This section is from the book "Clothing And Health. An Elementary Textbook Of Home Making", by Helen Kinne. Also available from Amazon: Clothing And Health.
Some of the common stains one finds on table linen are coffee, tea, fruit, rust, or grass stains. Do you know how to remove them ?
When should stains be removed? A good housekeeper always looks over the clothing and household linens before putting them to soak. Mrs. Allen says she usually does this on Monday. Do you know why?
She spends this day getting ready for wash day. She bakes and prepares certain foods for her family for two days; and so the work is easier on Tuesday and Wednesday, when she washes and irons. Fruit, coffee, or tea stains on linen should be removed as soon after the stain appears as possible. If this is not done, then certainly the stains must be removed before putting the linen into the tub. White clothes are boiled. What will this do to the stains if they are not removed ?
How can stains be removed? Let us try to remove these spots one at a time. I think we have six or seven different kinds on the articles which have been brought to school to-day. Your teacher will show you how to follow the directions.
Coffee and tea stains are the most common on table linen. To remove, wash in lukewarm water, and then dip in a solution of washing soda, and rinse very carefully until all soda is removed. (Washing soda solution is made of one pound of washing soda to one gallon of water. This can be kept in glass jars and used when occasion demands.) Tea stains are easily removed by brushing the spot with glycerine and then washing carefully in warm water to remove the grease. Rubbing the spot with the bowl of a spoon is a good way to put on the glycerine.
Fruit stains are also common. An easy way to remove them is to stretch the fabric, if it is white, over a bowl and pour boiling water from a height, through the spot. On white wool or silk, lukewarm water is sometimes all that is necessary; or lukewarm water and a little borax. If the fruit stains are on colored garments, they are difficult to remove on account of removing the color also. If the article is of much value, consult a professional dyer if possible. It is wise to experiment on the material on another part of the garment, as the inside of a hem or facing. Make a similar spot and try to remove with different methods. Often one can discover a way, through experimenting.

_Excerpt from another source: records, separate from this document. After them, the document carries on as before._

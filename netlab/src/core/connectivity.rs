//! Internet reachability check.

use std::pin::pin;
use std::time::Duration;

use futures::{FutureExt, select};
use futures_timer::Delay;
use log::{debug, warn};

use crate::Result;
use crate::api::config::WifiConfig;
use crate::api::models::{ConnectionError, Connectivity};
use crate::bus::NetworkBus;

/// Has NetworkManager re-run its connectivity check and reports the result.
///
/// A zero `timeout` falls back to the configured default. The check itself
/// keeps running inside NetworkManager if the deadline wins.
pub(crate) async fn check_connectivity(
    bus: &dyn NetworkBus,
    config: &WifiConfig,
    timeout: Duration,
) -> Result<Connectivity> {
    let deadline = if timeout.is_zero() {
        config.connectivity_timeout
    } else {
        timeout
    };

    let mut check = pin!(bus.check_connectivity().fuse());
    let mut timeout_delay = pin!(Delay::new(deadline).fuse());

    select! {
        res = check => {
            let state = Connectivity::from(res?);
            debug!("Connectivity is {state}");
            Ok(state)
        }
        _ = timeout_delay => {
            warn!("Connectivity check gave no answer within {deadline:?}");
            Err(ConnectionError::ConnectivityTimeout(deadline))
        }
    }
}
//! Client connection workflow.
//!
//! The flow:
//! 1. Validate the SSID and secret
//! 2. Find the first Wi-Fi device
//! 3. Build and save an infrastructure profile for the secret variant
//! 4. Subscribe to state changes, then activate the profile on the device
//! 5. Wait for the activation to settle

use log::{debug, error, info, warn};
use tokio_util::sync::CancellationToken;
use zvariant::OwnedObjectPath;

use crate::Result;
use crate::api::builders::build_client_connection;
use crate::api::config::WifiConfig;
use crate::api::models::{ConnectionError, ConnectionSecret};
use crate::bus::NetworkBus;
use crate::core::device::find_wifi_device;
use crate::core::state_wait::{AnyActivation, await_activation};
use crate::core::validation::{validate_secret, validate_ssid};

/// Connects to a Wi-Fi network with the given secret.
pub(crate) async fn connect(
    bus: &dyn NetworkBus,
    config: &WifiConfig,
    ssid: &str,
    secret: &ConnectionSecret,
    cancel: &CancellationToken,
) -> Result<()> {
    validate_ssid(ssid)?;
    validate_secret(secret)?;

    debug!(
        "Connecting to '{ssid}' | secured={} is_psk={} is_eap={}",
        secret.secured(),
        secret.is_psk(),
        secret.is_eap()
    );

    let device = find_wifi_device(bus, None).await?;

    let profile = build_client_connection(ssid, secret);
    let profile_path = bus
        .add_connection(&profile)
        .await
        .inspect_err(|e| error!("Failed to save profile for '{ssid}': {e}"))?;

    let signals = bus.subscribe_state_changes(config.signal_capacity).await?;
    let active = bus
        .activate_connection(&profile_path, &device)
        .await
        .inspect_err(|e| error!("Failed to activate '{ssid}': {e}"))?;
    debug!("Activation started: {}", active.as_str());

    let outcome = await_activation(signals, &AnyActivation, config.connect_timeout, cancel).await;
    let outcome = release_on_cancel(bus, &active, outcome).await;

    if outcome.is_ok() {
        info!("Connected to '{ssid}'");
    }
    outcome
}

/// Deactivates `active` if the wait was cancelled, then passes the outcome
/// through. Deactivation failures are only logged.
pub(crate) async fn release_on_cancel(
    bus: &dyn NetworkBus,
    active: &OwnedObjectPath,
    outcome: Result<()>,
) -> Result<()> {
    if matches!(outcome, Err(ConnectionError::Cancelled)) {
        debug!("Cancelled; deactivating {}", active.as_str());
        if let Err(e) = bus.deactivate_connection(active).await {
            warn!("Failed to deactivate {} after cancel: {e}", active.as_str());
        }
    }
    outcome
}

#[cfg(test)]
mod tests {
    use super::*;
    use crate::api::models::EapConfig;
    use crate::core::testing::{Call, Emit, FakeBus, FakeDevice};
    use std::time::Duration;

    fn wifi_bus() -> FakeBus {
        FakeBus::new()
            .with_device(FakeDevice::ethernet("/dev/1", "eth0"))
            .with_device(FakeDevice::wifi("/dev/2", "wlan0"))
    }

    fn psk() -> ConnectionSecret {
        ConnectionSecret::Passphrase {
            psk: "hunter2hunter2".into(),
        }
    }

    #[tokio::test]
    async fn unconfirmed_open_secret_makes_no_bus_calls() {
        let bus = wifi_bus();
        let result = connect(
            &bus,
            &WifiConfig::default(),
            "Cafe",
            &ConnectionSecret::Open { confirmed: false },
            &CancellationToken::new(),
        )
        .await;

        assert!(matches!(result, Err(ConnectionError::InvalidSecret)));
        assert!(bus.calls().is_empty());
    }

    #[tokio::test]
    async fn activated_signal_completes_connect() {
        let bus = wifi_bus().on_activate(vec![
            Emit::OnNew { state: 1, reason: 0 },
            Emit::OnNew { state: 2, reason: 0 },
        ]);

        connect(
            &bus,
            &WifiConfig::default(),
            "Home",
            &psk(),
            &CancellationToken::new(),
        )
        .await
        .unwrap();

        let calls = bus.calls();
        let subscribe = calls.iter().position(|c| *c == Call::Subscribe).unwrap();
        let activate = calls
            .iter()
            .position(|c| matches!(c, Call::Activate { .. }))
            .unwrap();
        assert!(subscribe < activate);
        assert!(calls.contains(&Call::Activate {
            profile: "/org/freedesktop/NetworkManager/Settings/101".into(),
            device: "/dev/2".into(),
        }));
        assert_eq!(bus.open_subscriptions(), 0);
    }

    #[tokio::test]
    async fn deactivated_signal_fails_connect() {
        // 10 = LoginFailed
        let bus = wifi_bus().on_activate(vec![Emit::OnNew { state: 4, reason: 10 }]);
        let secret = ConnectionSecret::Enterprise(EapConfig::new("alice", "wrong"));

        let result = connect(
            &bus,
            &WifiConfig::default(),
            "Corp",
            &secret,
            &CancellationToken::new(),
        )
        .await;

        assert!(matches!(result, Err(ConnectionError::AuthFailed)));
    }

    #[tokio::test]
    async fn silence_times_out_and_releases_subscription() {
        let bus = wifi_bus();
        let config = WifiConfig::default().with_connect_timeout(Duration::from_millis(50));

        let result = connect(&bus, &config, "Home", &psk(), &CancellationToken::new()).await;

        assert!(matches!(result, Err(ConnectionError::Timeout)));
        assert_eq!(bus.open_subscriptions(), 0);
        // Timeouts leave the activation alone.
        assert!(!bus.calls().iter().any(|c| matches!(c, Call::Deactivate(_))));
    }

    #[tokio::test]
    async fn cancel_deactivates_created_connection() {
        let bus = wifi_bus();
        let cancel = CancellationToken::new();
        cancel.cancel();

        let result = connect(&bus, &WifiConfig::default(), "Home", &psk(), &cancel).await;

        assert!(matches!(result, Err(ConnectionError::Cancelled)));
        assert!(bus.calls().iter().any(|c| matches!(c, Call::Deactivate(_))));
        assert!(bus.active().is_empty());
    }

    #[tokio::test]
    async fn missing_wifi_device_creates_nothing() {
        let bus = FakeBus::new().with_device(FakeDevice::ethernet("/dev/1", "eth0"));

        let result = connect(
            &bus,
            &WifiConfig::default(),
            "Home",
            &psk(),
            &CancellationToken::new(),
        )
        .await;

        assert!(matches!(result, Err(ConnectionError::NoWifiDevice)));
        assert!(bus.profiles().is_empty());
    }

    #[tokio::test]
    async fn activation_call_failure_propagates() {
        let bus = wifi_bus().failing_activate();

        let result = connect(
            &bus,
            &WifiConfig::default(),
            "Home",
            &psk(),
            &CancellationToken::new(),
        )
        .await;

        assert!(matches!(result, Err(ConnectionError::Dbus(_))));
    }
}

Rust stains often appear on table linen or white clothing. To remove, wet the spot and apply a few drops of oxalic acid or salts of lemon or cream of tartar solution, and wash thoroughly. On colored or wool goods of good quality, one must decide whether one prefers the stain or the color removed. Water and lemon juice will generally remove the spot, but may take the color too. Care is necessary for colors.
Grass stains are also common. If the stains are fresh, cold water will usually remove them. When on white goods or material which cannot be washed, alcohol may be used. When color will stand it, dyed fabrics which are grass-stained can be washed with water and a little ammonia, followed by warm soap solution and careful rinsing.
Here is a garment which has both ink and blood stains on it. Majorie must have cut her finger. Blood stains when fresh are easily removed with lukewarm, not hot water, and a little ammonia. When on colored silk, wash carefully with lukewarm water only. The ink stains are more difficult, because the composition of inks varies. Wash at once in cold water; this often removes some spots. Sour milk or several rinsings in sweet milk may cause the spot to disappear. Then wash in warm water and soap to remove the grease. If this does not remove it, try a paste made of starch, salt, and lemon juice except for colors. If this will not, try Javelle water. This can be obtained at a drug store. Wash the spot in the Javelle water, but rinse very quickly and carefully. Repeat until the spot disappears. These directions are for white materials only.
How many would like to try to remove some spots at home, before next lesson? You may report your successes or failures, and we shall try to learn the reasons for them. Next lesson we shall learn to wash and iron this table linen. It will be well to keep it at school until next lesson.
1. How many spots have you been able to remove? Tell of your successes or failures.
2. See if mother or grandmother has any better recipes than you have learned for spots.